The Maluti-A-Phofung SEZ has an investment pipeline of R2.6bn. It will initially be a logistics hub between Durban and Johannesburg, relieving some of the pressure on Durban’s port by offering alternative storage, staging and packaging services.
Thereafter, it will prioritise the development of automotive, agro-processing, textiles, information technology, pharmaceuticals and general processing businesses.
However, what government neglects to say is that a plan to break ground on a much-vaunted multibillion-rand greenfields Chinese taxi assembly plant as far back as 2011 never came about, and was reported in the media to be a fraudulent project.
The launch of the Maluti-A-Phofung zone has put paid to controversial plans by the SA National Roads Agency to shorten the Johannesburg-Durban route by bypassing Harrismith. This could have cost the town an estimated R900m/year in revenues, despite ostensibly providing cost savings for truckers.
Zuma said drinks company Distell will develop an agro-processing cluster in the Maluti-A-Phofung region that will also assist emerging farmers to produce quality apples for beverage inputs.
But according to Free State DA leader Roy Jankielsohn, the Maluti-A-Phofung local municipality in which the SEZ falls is bankrupt. In a statement released on the day the SEZ was launched, he said the municipality owes Eskom R1.8bn and that nearby communities have been living without sustained water supply for several years amid a "complete breakdown in basic municipal service delivery".
In addition, the auditor-general in recent years found the municipality’s unauthorised expenditure to be almost R1bn. To this end, Jankielsohn said the "relaunch" of the Maluti-A-Phofung SEZ "is nothing but a waste of money".
"About R40m was spent on erecting a perimeter fence and entrance, which only created about 70 temporary jobs. The fence has since been vandalised in several places," he said.
Jankielsohn said the DA fully supports the SEZ in principle, but only if an environment is created that enables job-creating investment while "combating corruption".
Gert van Tonder, entrepreneur and director of office furniture maker Entrawood, says the SEZ designation status for the Maluti-A-Phofung zone is promising. His business employs about 210 people locally and has been situated there since the zone was part of the Qwaqwa Development Corp in the apartheid era.
He says about 15 companies have continued to operate in the zone since the 1990s. These include Boxmore Packaging, a plastics container maker, a clothing company and a food ingredients maker.
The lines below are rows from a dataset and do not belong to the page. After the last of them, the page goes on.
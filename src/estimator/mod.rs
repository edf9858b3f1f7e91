//! Triangle estimators
//!
//! `StreamingEstimator` is the single engine, parameterised by an eviction
//! policy and a weighting policy. `TriangleEstimator` is its object-safe
//! facade, and `build_estimator` maps an `EstimatorConfig` onto a boxed
//! engine.

pub mod config;
pub mod engine;

use crate::algo::LocalCounts;
use crate::graph::{Round, VertexId};
use crate::policy::RoundReport;
use serde::{Deserialize, Serialize};
use std::collections::BTreeMap;

// Re-export main types
pub use config::{
    build_estimator, ConfigError, ConfigResult, EstimatorConfig, RoundWeighting, SamplingScheme,
};
pub use engine::StreamingEstimator;

/// Point-in-time copy of an estimator's output
#[derive(Debug, Clone, PartialEq, Serialize, Deserialize)]
pub struct EstimateSnapshot {
    pub scheme: String,
    pub global: f64,
    pub discovered_triangles: u64,
    pub edges_processed: u64,
    pub sampled_edges: usize,
    pub round: Round,
    pub discard_rate: Option<f64>,
    /// Local estimates ordered by vertex id
    pub local: BTreeMap<VertexId, f64>,
}

/// Streaming triangle estimator over a fixed edge budget
pub trait TriangleEstimator: Send {
    /// Consume one stream edge. Self-loops are ignored.
    fn process_edge(&mut self, u: VertexId, v: VertexId);

    /// Estimated number of triangles in the stream so far
    fn global_estimate(&self) -> f64;

    /// Estimated triangles incident to `vertex`, 0.0 if it never appeared
    fn local_estimate(&self, vertex: VertexId) -> f64;

    fn local_estimates(&self) -> &LocalCounts;

    /// Triangles detected in the sample, unweighted
    fn discovered_triangles(&self) -> u64;

    /// Edges consumed, self-loops excluded
    fn edges_processed(&self) -> u64;

    /// Edges currently held in memory
    fn sampled_edges(&self) -> usize;

    fn round(&self) -> Round;

    fn discard_rate(&self) -> Option<f64>;

    /// Largest vertex id seen so far
    fn max_vertex(&self) -> Option<VertexId>;

    fn scheme_name(&self) -> &'static str;

    fn round_reports(&self) -> Vec<RoundReport>;

    fn snapshot(&self) -> EstimateSnapshot {
        EstimateSnapshot {
            scheme: self.scheme_name().to_string(),
            global: self.global_estimate(),
            discovered_triangles: self.discovered_triangles(),
            edges_processed: self.edges_processed(),
            sampled_edges: self.sampled_edges(),
            round: self.round(),
            discard_rate: self.discard_rate(),
            local: self
                .local_estimates()
                .iter()
                .map(|(&v, &count)| (v, count))
                .collect(),
        }
    }

    /// Feed every pair of `edges` through `process_edge`
    fn process_stream(&mut self, edges: &mut dyn Iterator<Item = (VertexId, VertexId)>) {
        for (u, v) in edges {
            self.process_edge(u, v);
        }
    }
}
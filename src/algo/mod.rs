//! Triangle algorithms
//!
//! - `triangles`: common-neighbor detection against the sampled graph
//! - `accuracy`: comparison of estimated and exact per-vertex counts

pub mod accuracy;
pub mod triangles;

// Re-export main types
pub use accuracy::{evaluate, global_from_local, local_error, AccuracyReport, LocalCounts};
pub use triangles::{detect_triangles, resolve_stamp, TriangleObservation};
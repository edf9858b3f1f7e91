//! Discard-rate schedules for round-batched eviction

use crate::graph::Round;
use serde::{Deserialize, Serialize};

/// Upper bound on any adaptive discard rate. Keeps at least one slot out of
/// every ten thousand and keeps `1 - alpha` strictly positive.
pub const MAX_DISCARD_RATE: f64 = 0.9999;

/// Triangle statistics collected between two eviction episodes
#[derive(Debug, Clone, Copy, Default, PartialEq, Serialize, Deserialize)]
pub struct RoundStats {
    /// Triangles detected during the round
    pub triangles: u64,
    /// Sum over those triangles of `2·round − round₁ − round₂`
    pub interval_sum: f64,
}

impl RoundStats {
    pub fn record(&mut self, current: Round, first: Round, second: Round) {
        self.triangles += 1;
        self.interval_sum += 2.0 * current as f64 - first as f64 - second as f64;
    }

    /// Mean triangle discovery interval, undefined when no triangle was seen
    pub fn mean_interval(&self) -> Option<f64> {
        if self.triangles == 0 {
            None
        } else {
            Some(self.interval_sum / self.triangles as f64)
        }
    }
}

/// Supplies the discard rate of each batch-eviction episode
pub trait DiscardSchedule: Send {
    fn name(&self) -> &'static str;

    /// Rate in effect before the first episode
    fn initial_rate(&self) -> f64;

    /// Rate for the episode that closes `closing_round`
    fn next_rate(&mut self, closing_round: Round, stats: &RoundStats) -> f64;

    /// Whether an episode that frees no slot still closes its round.
    ///
    /// Schedules that read the round counter need this to get past their
    /// warm-up rounds when `floor(k·alpha)` is zero.
    fn closes_empty_rounds(&self) -> bool {
        false
    }
}

/// The same discard rate every round
#[derive(Debug, Clone, Copy)]
pub struct FixedRate {
    alpha: f64,
}

impl FixedRate {
    pub fn new(alpha: f64) -> Self {
        Self { alpha }
    }
}

impl DiscardSchedule for FixedRate {
    fn name(&self) -> &'static str {
        "round_batched"
    }

    fn initial_rate(&self) -> f64 {
        self.alpha
    }

    fn next_rate(&mut self, _closing_round: Round, _stats: &RoundStats) -> f64 {
        self.alpha
    }
}

/// Discard rate driven by how far apart in rounds the two prior edges of
/// recently detected triangles were sampled.
///
/// Dense triangle discovery (short intervals) yields aggressive eviction,
/// sparse discovery a conservative one. `init_alpha` is used for the first
/// `round_bound` rounds and is the floor afterwards.
#[derive(Debug, Clone, Copy)]
pub struct AdaptiveRate {
    z: f64,
    round_bound: Round,
    init_alpha: f64,
}

impl AdaptiveRate {
    pub fn new(z: f64, round_bound: Round, init_alpha: f64) -> Self {
        Self {
            z,
            round_bound,
            init_alpha,
        }
    }

    /// `1 − z^(1/mean)`, rounded to four decimals
    pub fn rate_for_interval(&self, mean_interval: f64) -> f64 {
        let retained = self.z.powf(1.0 / mean_interval);
        ((1.0 - retained) * 10_000.0).round() / 10_000.0
    }

    fn clamp(&self, alpha: f64) -> f64 {
        if !alpha.is_finite() {
            return self.init_alpha;
        }
        alpha.max(self.init_alpha).min(MAX_DISCARD_RATE)
    }
}

impl DiscardSchedule for AdaptiveRate {
    fn name(&self) -> &'static str {
        "adaptive"
    }

    fn initial_rate(&self) -> f64 {
        self.init_alpha
    }

    fn closes_empty_rounds(&self) -> bool {
        true
    }

    fn next_rate(&mut self, closing_round: Round, stats: &RoundStats) -> f64 {
        if closing_round <= self.round_bound {
            return self.init_alpha;
        }
        match stats.mean_interval() {
            Some(mean) => self.clamp(self.rate_for_interval(mean)),
            None => self.init_alpha,
        }
    }
}

#[cfg(test)]
mod tests {
    use super::*;

    fn stats(triangles: u64, interval_sum: f64) -> RoundStats {
        RoundStats {
            triangles,
            interval_sum,
        }
    }

    #[test]
    fn test_round_stats_interval() {
        let mut s = RoundStats::default();
        assert_eq!(s.mean_interval(), None);
        s.record(5, 4, 3);
        s.record(5, 5, 5);
        assert_eq!(s.triangles, 2);
        assert_eq!(s.mean_interval(), Some(1.5));
    }

    #[test]
    fn test_fixed_rate() {
        let mut f = FixedRate::new(0.3);
        assert_eq!(f.initial_rate(), 0.3);
        assert_eq!(f.next_rate(9, &stats(10, 3.0)), 0.3);
    }

    #[test]
    fn test_adaptive_uses_init_alpha_during_warmup() {
        let mut a = AdaptiveRate::new(0.5, 3, 0.1);
        assert_eq!(a.next_rate(1, &stats(10, 1.0)), 0.1);
        assert_eq!(a.next_rate(3, &stats(10, 1.0)), 0.1);
    }

    #[test]
    fn test_adaptive_rate_formula() {
        let mut a = AdaptiveRate::new(0.5, 0, 0.01);
        // mean interval 2: 1 - 0.5^(1/2) = 0.29289... -> 0.2929
        assert_eq!(a.next_rate(4, &stats(4, 8.0)), 0.2929);
    }

    #[test]
    fn test_adaptive_falls_back_without_triangles() {
        let mut a = AdaptiveRate::new(0.5, 0, 0.2);
        assert_eq!(a.next_rate(7, &stats(0, 0.0)), 0.2);
    }

    #[test]
    fn test_only_adaptive_closes_empty_rounds() {
        assert!(!FixedRate::new(0.0).closes_empty_rounds());
        assert!(AdaptiveRate::new(0.5, 5, 0.1).closes_empty_rounds());
    }

    #[test]
    fn test_adaptive_bounds() {
        let mut a = AdaptiveRate::new(0.5, 0, 0.1);
        // zero mean interval would give alpha = 1
        assert_eq!(a.next_rate(2, &stats(3, 0.0)), MAX_DISCARD_RATE);
        // huge interval gives a tiny rate, clamped to the floor
        assert_eq!(a.next_rate(2, &stats(1, 1e9)), 0.1);
    }
}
"This place has been standing dormant for 25 years," Van Tonder says. "With the [SEZ] licence being issued ... we are most positive about the future."
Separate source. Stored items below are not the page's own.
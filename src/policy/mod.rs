//! Pluggable sampling policies
//!
//! The engine is parameterised by two strategies:
//! - an `EvictionPolicy` deciding which edges enter and leave the sample
//! - a `WeightingPolicy` turning one detected triangle into an unbiased
//!   count contribution
//!
//! The eviction policy owns whatever bookkeeping its weights need (round
//! counter, survival cache, arrival counts) and exposes it through
//! `SampleContext`.

pub mod eviction;
pub mod weighting;

use crate::graph::{Edge, Round, SampledGraph};
use crate::sampling::SurvivalCache;
use rand::rngs::StdRng;

pub use eviction::{
    AdaptiveRate, AdmissionRate, BernoulliSampling, ClassicReservoir, DiscardSchedule, FixedRate,
    RoundBatched, RoundReport, RoundStats, WaitingRoomSampling, MAX_DISCARD_RATE,
};
pub use weighting::{ProbabilityRoundWeight, TurnoverWeight, UniformWeight, WaitingRoomWeight};

/// Sampling metadata of one of the two prior edges closing a triangle
#[derive(Debug, Clone, Copy, PartialEq)]
pub struct EdgeStamp {
    /// Inclusion probability when the edge was admitted
    pub probability: f64,
    /// Round in which the edge was admitted
    pub round: Round,
    /// True while the edge is still in the waiting room
    pub staged: bool,
}

impl EdgeStamp {
    /// Stamp of an edge that is deterministically present in `round`
    pub fn certain(round: Round) -> Self {
        Self {
            probability: 1.0,
            round,
            staged: false,
        }
    }
}

/// Sampler state visible to a weighting policy while an edge is processed
#[derive(Debug, Clone, Copy)]
pub struct SampleContext<'a> {
    /// Edges processed so far, including the current one
    pub edges_seen: u64,
    /// Capacity of the reservoir (excluding any waiting room)
    pub capacity: usize,
    /// Current round
    pub round: Round,
    /// Probability with which an edge currently enters the sample
    pub sampling_probability: f64,
    /// Survival products for round-batched policies
    pub survival: Option<&'a SurvivalCache>,
    /// Edges that have reached the reservoir stage (waiting-room policy)
    pub reservoir_arrivals: u64,
}

/// Decides admission and eviction for every streamed edge
pub trait EvictionPolicy: Send {
    /// Short identifier used in logs and reports
    fn name(&self) -> &'static str;

    /// State snapshot for weighting the triangles of the current edge
    fn context(&self, edges_seen: u64) -> SampleContext<'_>;

    /// Called once per detected triangle, before `admit` for the same edge
    fn observe_triangle(&mut self, _first: &EdgeStamp, _second: &EdgeStamp) {}

    /// Called with the running global estimate whenever it changes,
    /// before `admit` for the same edge
    fn observe_estimate(&mut self, _global: f64) {}

    /// Decide whether `edge` enters the sample, evicting as needed
    fn admit(&mut self, edge: Edge, edges_seen: u64, graph: &mut SampledGraph, rng: &mut StdRng);

    /// Current discard rate, for policies that evict in batches
    fn discard_rate(&self) -> Option<f64> {
        None
    }

    /// History of completed eviction rounds, oldest first
    fn round_reports(&self) -> Vec<RoundReport> {
        Vec::new()
    }
}

/// Turns one triangle observation into its inverse-probability weight
pub trait WeightingPolicy: Send + Sync {
    fn name(&self) -> &'static str;

    fn weight(&self, first: &EdgeStamp, second: &EdgeStamp, ctx: &SampleContext<'_>) -> f64;
}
He says in recent years the zone has been without electricity for a total of about four months after a nearby electricity substation blew up — twice (once from cable theft). Entrawood installed a diesel generator. Van Tonder says the company has also had water issues at times because the regional reservoir has not been maintained.
Zuma said the SEZ programme will change such problems over time. It aims to bring higher and technical education along with better infrastructure to local entrepreneurs, so they can supply global markets "at globally competitive prices".
The 2017 budget allocates R4.2bn for industrial infrastructure in SEZs and industrial parks over the medium-term expenditure framework. But with Zuma sacking former finance minister Pravin Gordhan, this has become moot.
However, new finance minister Malusi Gigaba told a Black Business Council roundtable ahead of the World Economic Forum on Africa in Durban that government is going to focus on putting enabling infrastructure in place. This is so the private sector can have the basic services, electricity and transport networks to produce and transport world-class goods and services, he said.